Chunking Strategies: Preserving Token Identity

How you split documents into chunks dramatically affects retrieval quality, especially for exact matches.

The Chunking Problem

What you embed and index matters more than you might think.

Bad Chunking: Loss of Context

Documents:
  "Customer John Doe placed Order #1766 on 2024-01-15 
   with items {laptop, mouse, keyboard} totaling $3,500.
   Shipping address: 123 Main St.

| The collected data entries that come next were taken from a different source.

use std::sync::Arc;

use chrono::{Duration, Utc};
use crates::{
    domain::{
        entities::api_keys::{ApiKeyEntity, InsertApiKeyEntity},
        repositories::{api_keys::ApiKeyRepository, cache::CacheStore},
        value_objects::{
            api_keys::{ApiKeyDto, ApiKeyPrincipal, CreateApiKeyModel, CreatedApiKeyDto, has_scope},
            rate_limits::RateLimitPolicy,
            validation::FieldError,
        },
    },
    infra::{
        cache::{keys, typed},
        security::api_key_hasher::{generate_api_key, hash_api_key, looks_like_api_key},
    },
};
use thiserror::Error;
use tracing::{info, warn};
use uuid::Uuid;

use super::{
    access::AccessPolicy,
    rate_limiter::{RateLimitError, RateLimiter},
};

#[derive(Debug, Error)]
pub enum ApiKeyError {
    #[error(transparent)]
    Validation(FieldError),
    #[error("invalid or expired API key")]
    InvalidKey,
    #[error("API key is missing the '{0}' scope")]
    InsufficientScope(String),
    #[error("API key {0} not found")]
    NotFound(Uuid),
    #[error("{0}")]
    Forbidden(String),
    #[error(transparent)]
    RateLimit(#[from] RateLimitError),
    #[error(transparent)]
    Internal(#[from] anyhow::Error),
}

impl From<FieldError> for ApiKeyError {
    fn from(err: FieldError) -> Self {
        ApiKeyError::Validation(err)
    }
}

pub type UseCaseResult<T> = std::result::Result<T, ApiKeyError>;

pub struct ApiKeyUseCase {
    api_key_repository: Arc<dyn ApiKeyRepository + Send + Sync>,
    access: Arc<AccessPolicy>,
    rate_limiter: Arc<RateLimiter>,
    cache: Arc<dyn CacheStore>,
}

impl ApiKeyUseCase {
    pub fn new(
        api_key_repository: Arc<dyn ApiKeyRepository + Send + Sync>,
        access: Arc<AccessPolicy>,
        rate_limiter: Arc<RateLimiter>,
        cache: Arc<dyn CacheStore>,
    ) -> Self {
        Self {
            api_key_repository,
            access,
            rate_limiter,
            cache,
        }
    }

    /// Mints a key. The raw value is only ever returned here.
    pub async fn create(&self, user_id: Uuid, model: CreateApiKeyModel) -> UseCaseResult<CreatedApiKeyDto> {
        model.validate()?;
        self.rate_limiter
            .enforce(&format!("apikey_create:{user_id}"), &RateLimitPolicy::api_key_create())
            .await?;

        if let Some(organization_id) = model.organization_id {
            if !self.access.can_manage_organization(organization_id, user_id).await? {
                return Err(ApiKeyError::Forbidden(
                    "Only organization owners and admins can create organization keys".to_string(),
                ));
            }
        }

        let generated = generate_api_key();
        let created = self
            .api_key_repository
            .create(InsertApiKeyEntity {
                user_id: Some(user_id),
                organization_id: model.organization_id,
                name: model.name.as_deref().map(str::trim).unwrap_or_default().to_string(),
                key_prefix: generated.key_prefix,
                key_hash: generated.key_hash,
                scopes: model.scopes,
                expires_at: model.expires_in_days.map(|days| Utc::now() + Duration::days(days)),
            })
            .await?;

        info!(%user_id, api_key_id = %created.id, scopes = ?created.scopes, "api_keys: created");
        Ok(CreatedApiKeyDto {
            api_key: created.into(),
            key: generated.raw_key,
        })
    }

    pub async fn list(&self, user_id: Uuid) -> UseCaseResult<Vec<ApiKeyDto>> {
        let keys = self.api_key_repository.list_for_user(user_id).await?;
        Ok(keys.into_iter().map(ApiKeyDto::from).collect())
    }

    pub async fn revoke(&self, user_id: Uuid, api_key_id: Uuid) -> UseCaseResult<()> {
        let revoked = self
            .api_key_repository
            .revoke(api_key_id, user_id)
            .await?
            .ok_or(ApiKeyError::NotFound(api_key_id))?;

        typed::invalidate(self.cache.as_ref(), &[keys::api_key(&revoked.key_hash)]).await;
        info!(%user_id, %api_key_id, "api_keys: revoked");
        Ok(())
    }

    /// Resolves a raw `sk_` key into the principal it acts for.
    pub async fn authenticate(&self, raw_key: &str, required_scope: &str) -> UseCaseResult<ApiKeyPrincipal> {
        if !looks_like_api_key(raw_key) {
            return Err(ApiKeyError::InvalidKey);
        }

        let key_hash = hash_api_key(raw_key);
        let entity = match typed::get_json::<ApiKeyEntity>(self.cache.as_ref(), &keys::api_key(&key_hash)).await {
            Some(cached) => cached,
            None => {
                let entity = self
                    .api_key_repository
                    .find_by_hash(&key_hash)
                    .await?
                    .ok_or(ApiKeyError::InvalidKey)?;
                typed::set_json(self.cache.as_ref(), &keys::api_key(&key_hash), &entity, keys::API_KEY_TTL).await;
                entity
            }
        };

        let now = Utc::now();
        if !entity.is_usable_at(now) {
            return Err(ApiKeyError::InvalidKey);
        }
        if !has_scope(&entity.scopes, required_scope) {
            return Err(ApiKeyError::InsufficientScope(required_scope.to_string()));
        }

        if let Err(err) = self.api_key_repository.touch_last_used(entity.id, now).await {
            warn!(api_key_id = %entity.id, error = ?err, "api_keys: failed to update last_used_at");
        }

        Ok(ApiKeyPrincipal::from(&entity))
    }
}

Order #1766 will ship
   within 2 business days..."

Naive Chunking (by size, 200 chars):
  Chunk 1: "Customer John Doe placed Order #1766 on 2024-01-15 
            with items {laptop, mouse, keyboard} totaling..."

  Chunk 2: "...totaling $3,500. Shipping address: 123 Main St. 
            Order #1766 will ship within 2 business days..."

Problem: Order ID appears in the middle/end of chunks,
         loses prominence when compared sidestep with other orders

Good Chunking: Preserving Identity

Structured Chunking (for Order #1766):

  Chunk 1: "ORDER_ID: #1766"
  Chunk 2: "Order #1766 Customer: John Doe"
  Chunk 3: "Order #1766 Date: 2024-01-15"
  Chunk 4: "Order #1766 Items: {laptop, mouse, keyboard}"
  Chunk 5: "Order #1766 Total: $3,500"
  Chunk 6: "Order #1766 Shipping: 123 Main St"
  Chunk 7: "Order #1766 Delivery: within 2 business days"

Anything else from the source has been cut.